Product Description:

  • Integrated cool fins design provide better cooling;
  • Smooth polished reflector creates maximum throw;
  • Aircraft grade aluminum, mil-spec hard anodized for maximum wear;
  • Large cooper heat sink pad for superior thermal conductivity;
  • Magnetic ring control switch allows you to select desired output easily;
  • Mechanical reversed polarity protection design for battery carrier;
  • Intelligent highly efficient circuit board design for max performance and long run time;
  • Ultra-clear tempered glass lens with anti-reflective coating, which achieves a 98.3% light transmittance.



Build quality is extremely good.  The UI is one of my very favorites: a
magnetic control ring to control output and a forward-clicky tail switch for
momentary on and as a master power switch to negate any parasitic drain from the
electronic driver components.  The control ring is not one with infinitely
variable output control.  It has defined output levels with 6 brightness
levels, Standby, and Strobe.  It fits well in hand and is nicely balanced.

The best way to discuss the light is to look at the pictures and add
comments.  Right about now is a good place to start…

^ The K40M arrived in a nice case.  Nothing was bent or damaged on the
exterior and the lid fit properly and the latch closed properly.  The
handle is the same used in many other cases I’ve had lights come in.

^ Inside the case is a padded lid and a dense, custom cut foam insert in the
base.  The K40M was installed in it’s holster which in turn fits very
snugly inside the case.  A smaller compartment cut into the foam holds a
small Ziploc baggie containing a spare silicon switch boot and two spare

^ The holster fits the light well but the top flap is a bit too large for it.
It appears to be the same holster used for other large models like the K50 but
the Velcro still just grabs with the top flap pulled snug.

^ The belt loop is designed with a closed loop plus a Velcro and snap closed
loop to be mounted without removing your belt or to accommodate larger web and
utility belts.

^ The bezel is aluminum and has small, smooth edged crenelations so you can
see if the light is on if placed head down.

^ It’s a great looking light with hard mil spec black anodizing with a matte
finish that I prefer over shinier anodizing.  The K40M is a handsome light
with great feel and proportions.

^ The laser etching is some of the best I’ve seen.

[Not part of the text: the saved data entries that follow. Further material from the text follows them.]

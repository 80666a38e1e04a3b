//! Entity layer configuration
//!
//! Controls how relation targets are resolved during a load and which
//! relations take part in the owner's save and delete lifecycle.

use std::env;
use std::str::FromStr;

const DEFAULT_LOOKUP_CONCURRENCY: usize = 8;

/// Configuration error types
#[derive(Debug, Clone, PartialEq, thiserror::Error)]
pub enum ConfigError {
    #[error("Invalid value for {field}: '{value}', expected {expected}")]
    InvalidValue {
        field: String,
        value: String,
        expected: String,
    },
}

/// How a relation load resolves its target entities
#[derive(Debug, Clone, Copy, PartialEq, Eq)]
pub enum TargetResolution {
    /// One `find_one` at a time, in link-row order
    Sequential,
    /// Up to `limit` lookups in flight; results keep link-row order
    Concurrent { limit: usize },
}

impl Default for TargetResolution {
    fn default() -> Self {
        TargetResolution::Sequential
    }
}

/// Entity layer configuration
#[derive(Debug, Clone, PartialEq)]
pub struct EntityConfig {
    pub target_resolution: TargetResolution,
    /// Default for relations that don't set `auto_save` themselves
    pub auto_save_relations: bool,
    /// Default for relations that don't set `auto_delete` themselves
    pub auto_delete_links: bool,
}

impl Default for EntityConfig {
    fn default() -> Self {
        Self {
            target_resolution: TargetResolution::Sequential,
            auto_save_relations: true,
            auto_delete_links: false,
        }
    }
}

impl EntityConfig {
    pub fn new() -> Self {
        Self::default()
    }

    /// Resolve targets with up to `limit` concurrent lookups
    pub fn with_concurrent_lookups(mut self, limit: usize) -> Self {
        self.target_resolution = TargetResolution::Concurrent { limit };
        self
    }

    /// Resolve targets one at a time
    pub fn with_sequential_lookups(mut self) -> Self {
        self.target_resolution = TargetResolution::Sequential;
        self
    }

    pub fn with_auto_save(mut self, auto_save: bool) -> Self {
        self.auto_save_relations = auto_save;
        self
    }

    pub fn with_auto_delete(mut self, auto_delete: bool) -> Self {
        self.auto_delete_links = auto_delete;
        self
    }

    /// Load configuration from `ELIF_ENTITY_*` environment variables,
    /// falling back to defaults for unset ones
    pub fn from_env() -> Result<Self, ConfigError> {
        Self::from_lookup(|key| env::var(key).ok())
    }

    /// Build configuration from any `ELIF_ENTITY_*` key lookup.
    ///
    /// A concurrency limit without an explicit resolution selects concurrent
    /// lookups; `concurrent` without a limit uses 8.
    pub fn from_lookup<F>(lookup: F) -> Result<Self, ConfigError>
    where
        F: Fn(&str) -> Option<String>,
    {
        let mut config = Self::default();

        let limit = lookup("ELIF_ENTITY_LOOKUP_CONCURRENCY")
            .map(|value| {
                parse_var::<usize>("ELIF_ENTITY_LOOKUP_CONCURRENCY", &value, "a positive integer")
            })
            .transpose()?;

        if let Some(value) = lookup("ELIF_ENTITY_TARGET_RESOLUTION") {
            config.target_resolution = match value.trim().to_lowercase().as_str() {
                "sequential" => TargetResolution::Sequential,
                "concurrent" => TargetResolution::Concurrent {
                    limit: limit.unwrap_or(DEFAULT_LOOKUP_CONCURRENCY),
                },
                _ => {
                    return Err(ConfigError::InvalidValue {
                        field: "ELIF_ENTITY_TARGET_RESOLUTION".to_string(),
                        value,
                        expected: "sequential or concurrent".to_string(),
                    })
                }
            };
        } else if let Some(limit) = limit {
            config.target_resolution = TargetResolution::Concurrent { limit };
        }

        if let Some(value) = lookup("ELIF_ENTITY_AUTO_SAVE") {
            config.auto_save_relations = parse_bool("ELIF_ENTITY_AUTO_SAVE", &value)?;
        }
        if let Some(value) = lookup("ELIF_ENTITY_AUTO_DELETE") {
            config.auto_delete_links = parse_bool("ELIF_ENTITY_AUTO_DELETE", &value)?;
        }

        config.validate()?;
        Ok(config)
    }

    /// Validate the configuration
    pub fn validate(&self) -> Result<(), ConfigError> {
        if let TargetResolution::Concurrent { limit: 0 } = self.target_resolution {
            return Err(ConfigError::InvalidValue {
                field: "target_resolution.limit".to_string(),
                value: "0".to_string(),
                expected: "a positive integer".to_string(),
            });
        }
        Ok(())
    }
}

fn parse_var<T: FromStr>(field: &str, value: &str, expected: &str) -> Result<T, ConfigError> {
    value.trim().parse::<T>().map_err(|_| ConfigError::InvalidValue {
        field: field.to_string(),
        value: value.to_string(),
        expected: expected.to_string(),
    })
}

fn parse_bool(field: &str, value: &str) -> Result<bool, ConfigError> {
    match value.trim().to_lowercase().as_str() {
        "1" | "true" | "yes" | "on" => Ok(true),
        "0" | "false" | "no" | "off" => Ok(false),
        _ => Err(ConfigError::InvalidValue {
            field: field.to_string(),
            value: value.to_string(),
            expected: "true or false".to_string(),
        }),
    }
}
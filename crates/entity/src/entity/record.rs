//! Stored records and shared entity handles

use std::fmt;
use std::sync::Arc;

use parking_lot::RwLock;
use serde_json::Value as JsonValue;

use super::types::{EntityId, EntityType};
use crate::query::Row;

/// A single entity's data: its type, identifier (null until first save) and fields
#[derive(Debug, Clone, PartialEq)]
pub struct Record {
    entity_type: EntityType,
    id: Option<EntityId>,
    fields: Row,
}

impl Record {
    /// New, unsaved record
    pub fn new(entity_type: EntityType) -> Self {
        Self {
            entity_type,
            id: None,
            fields: Row::new(),
        }
    }

    /// Build a record from a storage row; the `id` column becomes the identifier
    pub fn from_row(entity_type: EntityType, mut row: Row) -> Self {
        let id = row.remove("id").as_ref().and_then(EntityId::from_json);
        Self {
            entity_type,
            id,
            fields: row,
        }
    }

    /// Storage representation, `id` included (null when unsaved)
    pub fn to_row(&self) -> Row {
        let mut row = self.fields.clone();
        row.insert(
            "id".to_string(),
            self.id.as_ref().map_or(JsonValue::Null, EntityId::to_json),
        );
        row
    }

    pub fn entity_type(&self) -> &EntityType {
        &self.entity_type
    }

    pub fn id(&self) -> Option<&EntityId> {
        self.id.as_ref()
    }

    pub fn set_id(&mut self, id: EntityId) {
        self.id = Some(id);
    }

    pub fn field(&self, name: &str) -> Option<&JsonValue> {
        self.fields.get(name)
    }

    pub fn set_field(&mut self, name: impl Into<String>, value: impl Into<JsonValue>) {
        self.fields.insert(name.into(), value.into());
    }

    pub fn fields(&self) -> &Row {
        &self.fields
    }

    pub fn with_field(mut self, name: impl Into<String>, value: impl Into<JsonValue>) -> Self {
        self.set_field(name, value);
        self
    }
}

/// Shared handle to a record.
///
/// Relation snapshots hold these, so an entity appearing in both the
/// initial and current snapshot is the same handle. Driver-assigned
/// identifiers are written back through the handle.
#[derive(Clone)]
pub struct EntityRef(Arc<RwLock<Record>>);

impl EntityRef {
    pub fn new(record: Record) -> Self {
        Self(Arc::new(RwLock::new(record)))
    }

    pub fn from_row(entity_type: EntityType, row: Row) -> Self {
        Self::new(Record::from_row(entity_type, row))
    }

    pub fn id(&self) -> Option<EntityId> {
        self.0.read().id.clone()
    }

    pub fn entity_type(&self) -> EntityType {
        self.0.read().entity_type.clone()
    }

    pub fn field(&self, name: &str) -> Option<JsonValue> {
        self.0.read().fields.get(name).cloned()
    }

    pub fn set_field(&self, name: impl Into<String>, value: impl Into<JsonValue>) {
        self.0.write().set_field(name, value);
    }

    /// Copy of the current record, handed to drivers
    pub fn snapshot(&self) -> Record {
        self.0.read().clone()
    }

    /// Replace the record with a driver's saved copy
    pub fn replace(&self, record: Record) {
        *self.0.write() = record;
    }

    /// Same handle
    pub fn ptr_eq(&self, other: &EntityRef) -> bool {
        Arc::ptr_eq(&self.0, &other.0)
    }

    /// Same handle, or two persisted records of the same type and identifier
    pub fn same_entity(&self, other: &EntityRef) -> bool {
        if self.ptr_eq(other) {
            return true;
        }
        let (left, right) = (self.0.read(), other.0.read());
        match (&left.id, &right.id) {
            (Some(a), Some(b)) => a == b && left.entity_type == right.entity_type,
            _ => false,
        }
    }
}

impl From<Record> for EntityRef {
    fn from(record: Record) -> Self {
        Self::new(record)
    }
}

impl fmt::Debug for EntityRef {
    fn fmt(&self, f: &mut fmt::Formatter<'_>) -> fmt::Result {
        let record = self.0.read();
        f.debug_struct("EntityRef")
            .field("type", &record.entity_type.name())
            .field("id", &record.id)
            .field("fields", &record.fields)
            .finish()
    }
}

^ No, the etching on the logo isn’t damaged or defective.  It matches
the Acebeam logo used on their website.

^ The knurling on the K40M is fantastic.  It’s aggressive and grippy
without being too rough.  All machining is perfect with no machining marks
anywhere on the light.

^ The magnetic control ring is fairly stiff but engages each mode with a
defined “snick”.  Visible above are the markings for “Stand by” mode and
“Strobe”.  From “Stand by” a click to the left goes straight into “High”
or a click to the right goes directly to “Strobe” mode.

The only marking on the control ring is the arrow seen above.  With the
ring rotated all the way to the left the light is in its lowest mode.
Rotating the ring to the right increases the brightness levels.

^ Fins on the head help dissipate the heat created by the well driven MT-G2
emitter.  The milled scallops in the fins provide anti-rolling when the
light is placed on it’s side.

^Very mile orange peel (MOP) on the reflector provides a smooth beam spill.
The really nice AR coating is visible here as well.

^ The reflector is well shaped and provides excellent output for it’s size.

^A better head on look at the reflector and well AR coated lens.  It’s
actually quite pretty!  Would make great flashaholic wallpaper. 😉

^ Smooth, anodized threads mate perfectly with the threads on the battery
tube and provide an extra level of security by allowing mechanical lockout.
The heavy center spring provides low resistance and allows good impact shock

^ A very solid contact plate ensures a lifetime of use with minimal wear.
Notice the wet look to the screw heads that secure the contact board to the base
of the head?  This is because Acebeam puts drops of a clear epoxy over the
screw heads to make removing them extremely difficult since the screw driver
cannot get into the notches.  They can be dig out but not without
difficulty.  I suppose this is done to discourage modding the driver and to
tell if the light was tampered with and thus voiding the warranty.  it’s
still possible to get into the head and mod the driver but it is a PITA to do.

^ A look at the threads on the battery tube and the thick O-ring that seals
the joint form water ingress.  All threads are properly lubricated.

^ A look at the solid battery carrier.  It fits perfectly in the body
with minimal rattle.

^There is plenty of space for even the longest of protected 18650 cells.
The ones shown are unprotected Panasonics but you can see that there is easily
enough room to hold 70-71mm cells.

^ A peek down the battery tube shows the dual contact springs at the base of
the K40M.

^ A forward-clicky switch in in the center of the heavy, aluminum tail cap.
The switch boot is silicon and has good feel.  not overly stuff and not too
squishy or delicate feeling.  My only complaint with this tail cap is there
are no finger scallops in the rim to allow easier clicking of the switch in a
tactical hold.

With the tail cap removed you can see how heavy it is.  The heavy,
unanodized threads allow full conductivity.  The switch cap can be swapped
easily by simply unthreading the brass retaining ring counter-clcokwise.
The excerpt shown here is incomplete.